Proceeding pursuant to CPLR article 78 (initiated in this Court pursuant to Tax Law § 2016) to review a determination of respondent Tax Appeals Tribunal which sustained a sales and use tax assessment imposed under Tax Law articles 28 and 29.
Petitioner, a Vermont-based corporation, markets computer software and hardware to beverage distributors across the nation. While auditing the records of one of petitioner’s New York customers, the Audit Division of the Department of Taxation and Finance (hereinafter the Division) discovered a letter from petitioner that appeared to refer to activities, carried on by petitioner within this State, that the Division believed to be subject to sales or use tax. Petitioner refused to make its records available for an audit, but an examination of Federal and Vermont tax information led the Division to conclude that petitioner owed sales and use taxes in the amount of $513,112.11, plus penalties and interest, for the period spanning from December 1, 1983 to November 30, 1986.
In its petition seeking administrative review and revision of the assessment—which following a conciliation conference was reduced to $85,172.08 (again, exclusive of penalties and interest)—petitioner asserted that it was not a vendor, as that term is defined by the Tax Law, and was therefore not required to collect and remit sales and use taxes for any of its activities in New York. After an evidentiary hearing, the Administrative Law Judge (hereinafter the ALJ) upheld the assessment,
While petitioner’s activities within the State, which include the distribution of brochures to potential customers at their request, satisfy the definition of a "vendor” set forth in the Tax Law and applicable regulations (see, Tax Law § 1101 [b] [8] [former (i) (C)]; 20 NYCRR 526.10 [former (d)]), petitioner’s contention that it does not have sufficient contacts with New York to satisfy the constitutional prerequisites for imposing a duty to collect and remit use taxes is persuasive.
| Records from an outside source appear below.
use anyhow::{bail, Context};
use calc_control::{
    archive, infer_status, request_stop, solver_log, FsMarkers, MarkerSource, Stage,
};
use clap::{Parser, Subcommand};
use serde_json::json;
use std::path::PathBuf;
use tracing_subscriber::{fmt, EnvFilter};

#[derive(Parser, Debug)]
#[command(name = "calc_control", version, about = "Status, stop and archive of calculation jobs")]
struct Args {
    #[command(subcommand)]
    command: Command,
}

#[derive(Subcommand, Debug)]
enum Command {
    /// Print the inferred job status and solver log summaries as JSON.
    Status { workdir: PathBuf },
    /// Ask the running solver to write its state and stop.
    Stop { workdir: PathBuf },
    /// Zip the job's status files.
    Archive {
        #[arg(short, long)]
        input: PathBuf,
        #[arg(short, long)]
        output: PathBuf,
    },
}

#[derive(Debug, Clone, Copy, PartialEq, Eq)]
enum LogFormat {
    Json,
    Text,
}

/// Settings that come from the environment rather than the command line.
#[derive(Debug, Clone)]
struct Config {
    log_format: LogFormat,
}

impl Config {
    fn from_env() -> anyhow::Result<Self> {
        let log_format = match std::env::var("CALC_CONTROL_LOG_FORMAT")
            .unwrap_or_else(|_| "json".into())
            .as_str()
        {
            "json" => LogFormat::Json,
            "text" => LogFormat::Text,
            other => bail!("Failed to parse CALC_CONTROL_LOG_FORMAT: `{other}` is not json or text"),
        };
        Ok(Self { log_format })
    }
}

fn status(workdir: PathBuf) -> anyhow::Result<()> {
    let markers = FsMarkers::new(&workdir)?;
    let status = infer_status(&markers.markers()?);

    let mut logs = serde_json::Map::new();
    for stage in Stage::ALL {
        let summary = solver_log::inspect_stage(&workdir.join(stage.dir_name()))?;
        logs.insert(stage.to_string(), json!(summary));
    }

    let report = json!({
        "workdir": workdir,
        "status": status,
        "active_stage": status.active_stage(),
        "logs": logs,
    });
    println!("{}", serde_json::to_string_pretty(&report)?);
    Ok(())
}

fn main() -> anyhow::Result<()> {
    let config = Config::from_env()?;
    let subscriber = fmt()
        .with_env_filter(EnvFilter::from_default_env())
        .with_writer(std::io::stderr);
    match config.log_format {
        LogFormat::Json => subscriber.json().init(),
        LogFormat::Text => subscriber.init(),
    }

    let args = Args::parse();
    tracing::debug!(config = ?config, command = ?args.command, "starting");

    match args.command {
        Command::Status { workdir } => status(workdir),
        Command::Stop { workdir } => {
            let outcome = request_stop(&workdir)
                .with_context(|| format!("stopping calculation in {}", workdir.display()))?;
            tracing::info!(
                stage = %outcome.stage,
                control_file = %outcome.control_file.display(),
                "calculation will stop at its next write"
            );
            Ok(())
        }
        Command::Archive { input, output } => {
            let summary = archive::write_archive(&input, &output)
                .with_context(|| format!("packaging calculation status of {}", input.display()))?;
            tracing::info!(
                output = %summary.output.display(),
                files = summary.files,
                missing_logs = summary.missing_logs.len(),
                "status archive written"
            );
            Ok(())
        }
    }
}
It is settled that the Commerce Clause prohibits the imposition of such a duty upon a party having no "physical presence” in the taxing State (Quill Corp. v North Dakota, 504 US —, —, 112 S Ct 1904, 1913), and although the US Supreme Court did not indicate in Quill Corp. v North Dakota (supra) exactly how much contact with a State is enough to satisfy the constitutional mandate, it is clear that more than a "slight” presence is necessary (see, supra, 504 US, at n 8, 112 S Ct, at 1914, n 8; Matter of Orvis Co. v Tax Appeals Tribunal, 204 AD2d 916, 917). Thus, if the only contact with customers in the taxing State is by mail or common carrier, or if the only physical presence within the State is an occasional visit by one or more employees, taxation is not permitted (see, Quill v North Dakota, supra, 504 US, at —, 112 S Ct, at 1914; Matter of Orvis Co. v Tax Appeals Tribunal, supra; cf., Miller Bros. Co. v Maryland, 347 US 340). On the other hand, if employees, agents or independent contractors are permanently stationed in the taxing State for the purpose of soliciting business or performing maintenance or repair, taxation is not proscribed (see, Scripto Inc. v Carson, 362 US 207, 211; Felt & Tarrant Co. v Gallagher, 306 US 62, 64-66).
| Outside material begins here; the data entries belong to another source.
//! Job status as a pure function of the marker files.

use crate::error::{ControlError, Result};
use once_cell::sync::Lazy;
use regex::Regex;
use serde::Serialize;
use std::fmt;
use std::path::{Path, PathBuf};

#[derive(Debug, Clone, Copy, PartialEq, Eq, Hash, Serialize)]
#[serde(rename_all = "UPPERCASE")]
pub enum Stage {
    Coarse,
    Fine,
}

impl Stage {
    pub const ALL: [Stage; 2] = [Stage::Fine, Stage::Coarse];

    /// Sub-directory of the job directory holding this stage.
    pub fn dir_name(self) -> &'static str {
        match self {
            Stage::Coarse => "COARSE",
            Stage::Fine => "FINE",
        }
    }
}

impl fmt::Display for Stage {
    fn fmt(&self, f: &mut fmt::Formatter<'_>) -> fmt::Result {
        f.write_str(self.dir_name())
    }
}

/// Raw observations a status decision is made from.
#[derive(Debug, Clone, Default, PartialEq, Eq, Serialize)]
pub struct Markers {
    pub corrupted: bool,
    pub coarse_terminated: bool,
    pub coarse_paused: bool,
    pub coarse_stopped: bool,
    pub coarse_launched: bool,
    pub fine_launched: bool,
    /// `n_it_max_init` from `param.xml`; zero means the job has no initialization stage.
    pub init_iterations: i64,
}

#[derive(Debug, Clone, Copy, PartialEq, Eq, Serialize)]
pub struct JobStatus {
    pub corrupted: bool,
    pub over_init: bool,
    pub launched: bool,
    pub running_init: bool,
}

impl JobStatus {
    /// The stage the solver is working on: initialization while it runs, the
    /// refined solve otherwise.
    pub fn active_stage(&self) -> Stage {
        if self.running_init {
            Stage::Coarse
        } else {
            Stage::Fine
        }
    }
}

pub fn infer_status(markers: &Markers) -> JobStatus {
    let over_init = markers.coarse_terminated || markers.coarse_paused || markers.coarse_stopped;
    let launched = markers.coarse_launched;
    JobStatus {
        corrupted: markers.corrupted,
        over_init,
        launched,
        running_init: markers.init_iterations != 0 && !markers.corrupted && !over_init && launched,
    }
}

/// Stage a stop request applies to.
///
/// The `stopped` marker of an earlier request does not move the target to the
/// refined solve until that stage has been launched, so a repeated request
/// lands on the same stage as the first one.
pub fn stop_stage(markers: &Markers) -> Stage {
    if markers.fine_launched {
        return infer_status(markers).active_stage();
    }
    let before_request = Markers {
        coarse_stopped: false,
        ..markers.clone()
    };
    infer_status(&before_request).active_stage()
}

pub trait MarkerSource {
    fn markers(&self) -> Result<Markers>;
}

/// Markers read from a job directory on disk.
#[derive(Debug, Clone)]
pub struct FsMarkers {
    job_dir: PathBuf,
}

impl FsMarkers {
    pub fn new(job_dir: impl Into<PathBuf>) -> Result<Self> {
        let job_dir = job_dir.into();
        if !job_dir.is_dir() {
            return Err(ControlError::NotAJobDirectory(job_dir));
        }
        Ok(Self { job_dir })
    }

    pub fn job_dir(&self) -> &Path {
        &self.job_dir
    }

    fn stage_marker(&self, stage: Stage, name: &str) -> bool {
        self.job_dir.join(stage.dir_name()).join(name).is_file()
    }
}

impl MarkerSource for FsMarkers {
    fn markers(&self) -> Result<Markers> {
        Ok(Markers {
            corrupted: self.job_dir.join("corrupted").is_file(),
            coarse_terminated: self.stage_marker(Stage::Coarse, "terminated"),
            coarse_paused: self.stage_marker(Stage::Coarse, "paused"),
            coarse_stopped: self.stage_marker(Stage::Coarse, "stopped"),
            coarse_launched: self.stage_marker(Stage::Coarse, "launched"),
            fine_launched: self.stage_marker(Stage::Fine, "launched"),
            init_iterations: read_init_iterations(&self.job_dir.join("param.xml"))?,
        })
    }
}

static INIT_ITERATIONS: Lazy<Regex> =
    Lazy::new(|| Regex::new(r"<n_it_max_init>\s*([^<]*?)\s*</n_it_max_init>").unwrap());

/// `n_it_max_init` of a `param.xml` document.
pub fn parse_init_iterations(xml: &str) -> std::result::Result<i64, String> {
    let raw = INIT_ITERATIONS
        .captures(xml)
        .and_then(|c| c.get(1))
        .ok_or_else(|| "no <n_it_max_init> element".to_owned())?
        .as_str();
    raw.parse::<i64>()
        .map_err(|_| format!("n_it_max_init `{raw}` is not an integer"))
}

fn read_init_iterations(path: &Path) -> Result<i64> {
    let xml = std::fs::read_to_string(path).map_err(|e| ControlError::io(path, e))?;
    parse_init_iterations(&xml).map_err(|reason| ControlError::Param {
        path: path.to_owned(),
        reason,
    })
}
Inasmuch as petitioner has adequately demonstrated that it has no substantial "physical presence” within New York, the Division may not impose upon it a duty to collect and remit a compensating use tax for the tangible personal property it sells here (see, Matter of Orvis Co. v Tax Appeals Tribunal, supra). Consequently, the determination at issue must be annulled.
Mikoll, J. P., Mercure, White and Casey, JJ., concur. Adjudged that the determination is annulled, with costs, and petition granted.